In the recent documentary about Jones’ career, Miss Sharon Jones, she lamented the lack of recognition for the soul genre. “The only thing I wanted to accomplish was to finally get recognized by the music industry. If you know the awards, answer me this question: Do you see an award for soul music? No. They have R&B, funk, hip-hop and all sorts of contemporary things.” As a nod of respect to Jones, this week we explore the soul genre, which is often overlooked or erased.

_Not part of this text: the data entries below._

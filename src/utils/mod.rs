//! Cross-provider utilities for consistent behavior across all LLM providers.

pub mod json_parse;
pub mod sanitize;
pub mod think_tag_parser;
pub mod validation;

pub use json_parse::parse_partial_json;
pub use sanitize::sanitize_for_api;
pub use think_tag_parser::{ThinkFragment, ThinkTagParser};
pub use validation::{validate_tool_arguments, validate_tool_call};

Notable musicians include other artists who have been long overlooked and are finally seeing well-deserved recognition, such as Charles Bradley, Lee Fields & The Expressions, Darondo and Naomi Shelton & The Gospel Queens. Others include Bilal, Raphael Saadiq, Michael Kiwanuka, Ruby Velle and Leon Bridges. This playlist is full of timeless gems. We think Miss Jones would have approved.
This modern soul queen has been making music since her childhood in South Carolina. Until the ’90s, she worked as a corrections officer at Rikers Island in New York, longing to make a carer of her music.
“Until the ’90s, major labels were looking for a certain look. This Sony guy told me I was ‘too black, too fat, too short, and too old.’ Told me to go and bleach my skin. Told me to step in the background and just stay back. I had the voice, but I didn’t have the looks.”
Sharon Jones and The Dap-Kings contributed to the recent revival of soul music. In 2013, she was forced to take a break when diagnosed with stage 3 pancreatic cancer. She fought it into remission and returned to making music until the cancer returned this year.
“I think the reason that God brought me back out here is because I want to prove to these people out there that soul music is not dead. Soul music did not end in ’69. It’s still here today, and we don’t want it to end.”
Jones may be gone, but her music and The Dap-Kings live on.
With talent and music depth well beyond his years, Leon Bridges creates incredibly beautiful soul ballads like “Coming Home” and “River.” Handsome, stylish, and incredibly talented, Bridges transcends generation gaps with timeless class.
Born in Atlanta, Georgia, but raised in Ft. Worth, Texas, this gem is 27 years old, though his tunes will never let you believe it. The album was produced by Austin Jenkins and Joshua Block of White Denim using solely vintage instruments and recording equipment for an authentic retro sound.
Ruby Velle and The Soulphonics
Featuring Ruby Velle’s soulful lyrics and a full horn section, The Soulphonics are heavy on retro swag. Formed in Gainesville, Florida, but now based in Atlanta, Georgia, the gorgeous Ruby Velle and The Soulphonics are on to something really good.
Their classic sound is simultaneously retro and modern, which has lent itself to landing gigs with artists from Erykah Badu to Animal Collective to Bombino and Kendrick Lamar.
“No matter how you feel before the song starts, you’ll feel great by the end of it,” Velle says, “I always have a renewed energy after singing it. It’s a real mood changer!”
Signed to ANTI, Curtis Harding knows how to distill the deliciously infectious pop essence of previous soul classics into modern earworms. Infectious beats, reverb and fun choruses pave the way for radio-friendly tunes that could easily find themselves on the shelves with The Temptations, Marvin Gaye and The Supremes just as easily as they could find themselves among Bruno Mars, Shannon and The Clams or John Legend.
Born in Michigan but raised in Atlanta (seeing a pattern here?), Harding found himself singing backup for fellow soul musician CeeLo Green and befriending garage rockers Black Lips (he plays with Cole Alexander in Night Sun).
Equal parts fuzz and soul, Harding will “Keep On Shining” within the record collections of true music fans for decades to come.